ASSIGNMENT:
Select the lines of the records containing the word "inputs" and list them.

SUPPLIED MATERIAL:

pub mod area_search;
pub mod chunk;
pub mod color_space;
pub mod grid_sampler;
pub mod pixel;
pub mod reference_pattern;
pub mod similarity;
pub mod utils;
// THEORY:
// The `pipeline` module is the public face of the engine. It lines the stages up in the
// order data flows through them (sample → convert → compare → search) and re-exports
// the value types a caller needs, so the automation layer never has to reach into
// `core_modules`.
//
// Every function here is a pure, synchronous computation over borrowed inputs. For
// evaluating many patterns concurrently see `parallel_pipeline`.

use crate::core_modules::area_search;
use crate::core_modules::color_space;
use crate::core_modules::grid_sampler;
use crate::core_modules::similarity;

// Re-export key data structures for the public API.
pub use crate::core_modules::area_search::AreaMatch;
pub use crate::core_modules::chunk::chunk::Region;
pub use crate::core_modules::color_space::{GrayFingerprint, Hsv, HsvFingerprint};
pub use crate::core_modules::grid_sampler::{CELL_COUNT, GRID_HEIGHT, GRID_WIDTH, RgbFingerprint};
pub use crate::core_modules::pixel::pixel::{Bitmap, Rgb};
pub use crate::core_modules::reference_pattern::ReferencePattern;
pub use crate::core_modules::similarity::IgnoredChannels;
pub use crate::core_modules::utils::image_helper::image_helper::{load, save};
pub use crate::error::MatchError;

/// Stage 1: reduce `region` of `bitmap` to `CELL_COUNT` averaged samples.
pub fn sample_cell_grid(bitmap: &Bitmap, region: &Region) -> RgbFingerprint {
    grid_sampler::sample_cell_grid(bitmap, region)
}

/// Stage 2a: HSV view of a fingerprint.
pub fn to_hsv(fingerprint: &[Rgb]) -> HsvFingerprint {
    color_space::to_hsv(fingerprint)
}

/// Stage 2b: luminance view of a fingerprint.
pub fn to_grayscale(fingerprint: &[Rgb]) -> GrayFingerprint {
    color_space::to_grayscale(fingerprint)
}

/// Whole-region brightness in `[0, 1]`.
pub fn overall_lightness(fingerprint: &[Rgb]) -> f64 {
    color_space::overall_lightness(fingerprint)
}

/// Stage 3a: brightness-invariant structure score in `[0, 100]`.
pub fn texture_similarity(a: &[f64], b: &[f64]) -> f64 {
    similarity::texture_similarity(a, b)
}

/// Stage 3b: colour score in `[0, 100]`.
pub fn absolute_similarity(a: &[Hsv], b: &[Hsv], ignored: IgnoredChannels) -> f64 {
    similarity::absolute_similarity(a, b, ignored)
}

/// Stage 4: slide `pattern` over `area` until a window scores above `threshold`.
pub fn search_area(
    pattern: &ReferencePattern,
    bitmap: &Bitmap,
    area: Region,
    threshold: f64,
    ignored: IgnoredChannels,
) -> AreaMatch {
    area_search::search_area(pattern, bitmap, area, threshold, ignored)
}
// THEORY:
// The `chunk` module describes rectangles of pixels. A `Region` is the caller-facing
// rectangle (a region of interest, or a search area); a `Chunk` is one cell of the
// fixed grid that a region is cut into.
//
// Key architectural principles:
// 1.  **Spatial Pooling**: A chunk reduces every pixel it covers to one averaged `Rgb`
//     sample. This is what makes fingerprints tolerant of single-pixel noise.
// 2.  **Inclusive Bounds**: Cell bounds are inclusive on both ends, so neighbouring
//     cells share their boundary column/row. Fingerprints depend on this exact
//     overlap and it must not be "fixed" without re-capturing every stored pattern.
// 3.  **Data Container**: Like `Rgb`, `Chunk` is dumb. It knows how to average its
//     own pixels and nothing about the grid it belongs to.

pub mod chunk {
    use crate::core_modules::pixel::pixel::{Bitmap, Rgb};

    /// An axis-aligned rectangle in bitmap pixel coordinates.
    #[derive(Debug, Clone, Copy, PartialEq, Eq, Hash, Default)]
    #[cfg_attr(feature = "serde", derive(serde::Serialize, serde::Deserialize))]
    pub struct Region {
        pub left: u32,
        pub top: u32,
        pub width: u32,
        pub height: u32,
    }

    impl Region {
        pub fn new(left: u32, top: u32, width: u32, height: u32) -> Self {
            Self {
                left,
                top,
                width,
                height,
            }
        }

        /// Exclusive right edge, saturating at `u32::MAX`.
        pub fn right(&self) -> u32 {
            self.left.saturating_add(self.width)
        }

        /// Exclusive bottom edge, saturating at `u32::MAX`.
        pub fn bottom(&self) -> u32 {
            self.top.saturating_add(self.height)
        }

        /// Whether the region lies inside a `width` x `height` bitmap.
        pub fn fits_within(&self, width: u32, height: u32) -> bool {
            self.right() <= width && self.bottom() <= height
        }

        /// The same-sized region moved to `(left, top)`.
        pub fn moved_to(&self, left: u32, top: u32) -> Self {
            Self { left, top, ..*self }
        }
    }

    /// One grid cell: an inclusive pixel rectangle `[x_start, x_end] x [y_start, y_end]`.
    #[derive(Debug, Clone, Copy, PartialEq, Eq)]
    pub struct Chunk {
        pub x_start: u32,
        pub x_end: u32,
        pub y_start: u32,
        pub y_end: u32,
    }

    impl Chunk {
        pub fn new(x_start: u32, x_end: u32, y_start: u32, y_end: u32) -> Self {
            Self {
                x_start,
                x_end,
                y_start,
                y_end,
            }
        }

        pub fn pixel_count(&self) -> u64 {
            (self.x_end - self.x_start + 1) as u64 * (self.y_end - self.y_start + 1) as u64
        }

        /// Mean RGB over every pixel the chunk covers.
        pub fn average_rgb(&self, bitmap: &Bitmap) -> Rgb {
            let mut sum_r = 0.0;
            let mut sum_g = 0.0;
            let mut sum_b = 0.0;

            for y in self.y_start..=self.y_end {
                for x in self.x_start..=self.x_end {
                    let rgb = bitmap.rgb_at(x, y);
                    sum_r += rgb.red;
                    sum_g += rgb.green;
                    sum_b += rgb.blue;
                }
            }

            let count = self.pixel_count() as f64;
            Rgb::new(sum_r / count, sum_g / count, sum_b / count)
        }
    }
}

#[cfg(test)]
mod tests {
    use super::chunk::*;
    use crate::core_modules::pixel::pixel::{Bitmap, Rgb};

    #[test]
    fn region_edges_and_containment() {
        let region = Region::new(2, 3, 10, 5);
        assert_eq!(region.right(), 12);
        assert_eq!(region.bottom(), 8);
        assert!(region.fits_within(12, 8));
        assert!(!region.fits_within(11, 8));
        assert_eq!(region.moved_to(0, 0), Region::new(0, 0, 10, 5));
    }

    #[test]
    fn edges_saturate_at_the_coordinate_limit() {
        let region = Region::new(u32::MAX - 2, u32::MAX, 10, 1);
        assert_eq!(region.right(), u32::MAX);
        assert_eq!(region.bottom(), u32::MAX);
        assert!(!region.fits_within(640, 480));
    }

    #[test]
    fn averages_inclusive_bounds() {
        // Column x carries red = x * 10.
        let bitmap = Bitmap::from_fn(4, 4, |x, _| [x as u8 * 10, 0, 0, 255]);
        let chunk = Chunk::new(1, 2, 0, 3);
        assert_eq!(chunk.pixel_count(), 8);
        assert_eq!(chunk.average_rgb(&bitmap), Rgb::new(15.0, 0.0, 0.0));
    }

    #[test]
    fn single_pixel_chunk_is_that_pixel() {
        let bitmap = Bitmap::from_fn(2, 2, |x, y| [x as u8, y as u8, 99, 0]);
        let chunk = Chunk::new(1, 1, 1, 1);
        assert_eq!(chunk.average_rgb(&bitmap), Rgb::new(1.0, 1.0, 99.0));
    }
}
// THEORY:
// Area searches are independent of each other: nothing is shared between two calls
// except read-only inputs. The `ParallelMatcher` takes advantage of that when the
// automation layer has several reference patterns to check against one capture. It
// owns a small pool of worker tasks fed round-robin by a dispatcher, and each worker
// hands the CPU-bound search to tokio's blocking pool so the async runtime stays free.
//
// Bitmaps and patterns travel as `Arc`s; no pixel data is copied per request.

use std::sync::Arc;

use futures::future::try_join_all;
use log::{debug, error, warn};
use tokio::sync::{mpsc, oneshot};
use tokio::task::JoinHandle;

use crate::core_modules::area_search::{search_area, AreaMatch};
use crate::core_modules::chunk::chunk::Region;
use crate::core_modules::pixel::pixel::Bitmap;
use crate::core_modules::reference_pattern::ReferencePattern;
use crate::core_modules::similarity::IgnoredChannels;
use crate::error::MatchError;

const DEFAULT_QUEUE_CAPACITY: usize = 32;

/// Configuration for the worker pool.
#[derive(Debug, Clone)]
pub struct MatcherConfig {
    /// Number of worker tasks. Zero is treated as one.
    pub worker_count: usize,
    /// Pending requests each worker buffers before the dispatcher waits.
    pub queue_capacity: usize,
}

impl Default for MatcherConfig {
    fn default() -> Self {
        Self {
            worker_count: num_cpus::get(),
            queue_capacity: DEFAULT_QUEUE_CAPACITY,
        }
    }
}

/// One pattern to look for in one capture.
#[derive(Debug, Clone)]
pub struct SearchRequest {
    pub pattern: Arc<ReferencePattern>,
    pub bitmap: Arc<Bitmap>,
    pub area: Region,
    pub threshold: f64,
    pub ignored: IgnoredChannels,
}

impl SearchRequest {
    fn run(&self) -> AreaMatch {
        search_area(
            &self.pattern,
            &self.bitmap,
            self.area,
            self.threshold,
            self.ignored,
        )
    }
}

struct SearchTask {
    request: SearchRequest,
    result_sender: oneshot::Sender<AreaMatch>,
}

enum WorkerMessage {
    Search(SearchTask),
    Shutdown,
}

/// A pool of search workers. Must be created from within a tokio runtime.
pub struct ParallelMatcher {
    config: MatcherConfig,
    task_sender: mpsc::UnboundedSender<WorkerMessage>,
    dispatcher: Option<JoinHandle<()>>,
    workers: Vec<JoinHandle<()>>,
}

impl ParallelMatcher {
    pub fn new(mut config: MatcherConfig) -> Self {
        config.worker_count = config.worker_count.max(1);
        config.queue_capacity = config.queue_capacity.max(1);

        let (task_sender, mut task_receiver) = mpsc::unbounded_channel::<WorkerMessage>();
        let (worker_senders, worker_receivers): (Vec<_>, Vec<_>) = (0..config.worker_count)
            .map(|_| mpsc::channel::<WorkerMessage>(config.queue_capacity))
            .unzip();

        let workers = worker_receivers
            .into_iter()
            .enumerate()
            .map(|(worker_id, receiver)| tokio::spawn(Self::run_worker(worker_id, receiver)))
            .collect();

        let dispatcher = tokio::spawn(async move {
            let mut worker_idx = 0;
            while let Some(message) = task_receiver.recv().await {
                match message {
                    WorkerMessage::Search(task) => {
                        if worker_senders[worker_idx]
                            .send(WorkerMessage::Search(task))
                            .await
                            .is_err()
                        {
                            warn!("search worker {worker_idx} is gone; request dropped");
                        }
                        worker_idx = (worker_idx + 1) % worker_senders.len();
                    }
                    WorkerMessage::Shutdown => {
                        for sender in &worker_senders {
                            let _ = sender.send(WorkerMessage::Shutdown).await;
                        }
                        break;
                    }
                }
            }
        });

        debug!("started {} search workers", config.worker_count);

        Self {
            config,
            task_sender,
            dispatcher: Some(dispatcher),
            workers,
        }
    }

    async fn run_worker(worker_id: usize, mut receiver: mpsc::Receiver<WorkerMessage>) {
        while let Some(message) = receiver.recv().await {
            match message {
                WorkerMessage::Search(task) => {
                    let request = task.request;
                    match tokio::task::spawn_blocking(move || request.run()).await {
                        Ok(result) => {
                            let _ = task.result_sender.send(result);
                        }
                        Err(err) => error!("search worker {worker_id} failed: {err}"),
                    }
                }
                WorkerMessage::Shutdown => break,
            }
        }
    }

    pub fn config(&self) -> &MatcherConfig {
        &self.config
    }

    /// Runs one search on the pool.
    pub async fn search(&self, request: SearchRequest) -> Result<AreaMatch, MatchError> {
        let (result_sender, result_receiver) = oneshot::channel();
        self.task_sender
            .send(WorkerMessage::Search(SearchTask {
                request,
                result_sender,
            }))
            .map_err(|_| MatchError::WorkerUnavailable)?;

        result_receiver.await.map_err(|_| MatchError::WorkerDropped)
    }

    /// Runs every search concurrently. Results keep the order of `requests`.
    pub async fn search_all(
        &self,
        requests: Vec<SearchRequest>,
    ) -> Result<Vec<AreaMatch>, MatchError> {
        try_join_all(requests.into_iter().map(|request| self.search(request))).await
    }

    /// Stops the dispatcher and every worker, waiting for in-flight searches.
    pub async fn shutdown(&mut self) {
        let _ = self.task_sender.send(WorkerMessage::Shutdown);
        if let Some(dispatcher) = self.dispatcher.take() {
            let _ = dispatcher.await;
        }
        for worker in self.workers.drain(..) {
            let _ = worker.await;
        }
    }
}

impl Drop for ParallelMatcher {
    fn drop(&mut self) {
        // Best effort shutdown on drop
        let _ = self.task_sender.send(WorkerMessage::Shutdown);
    }
}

REPLY:
// Every function here is a pure, synchronous computation over borrowed inputs. For
// except read-only inputs. The `ParallelMatcher` takes advantage of that when the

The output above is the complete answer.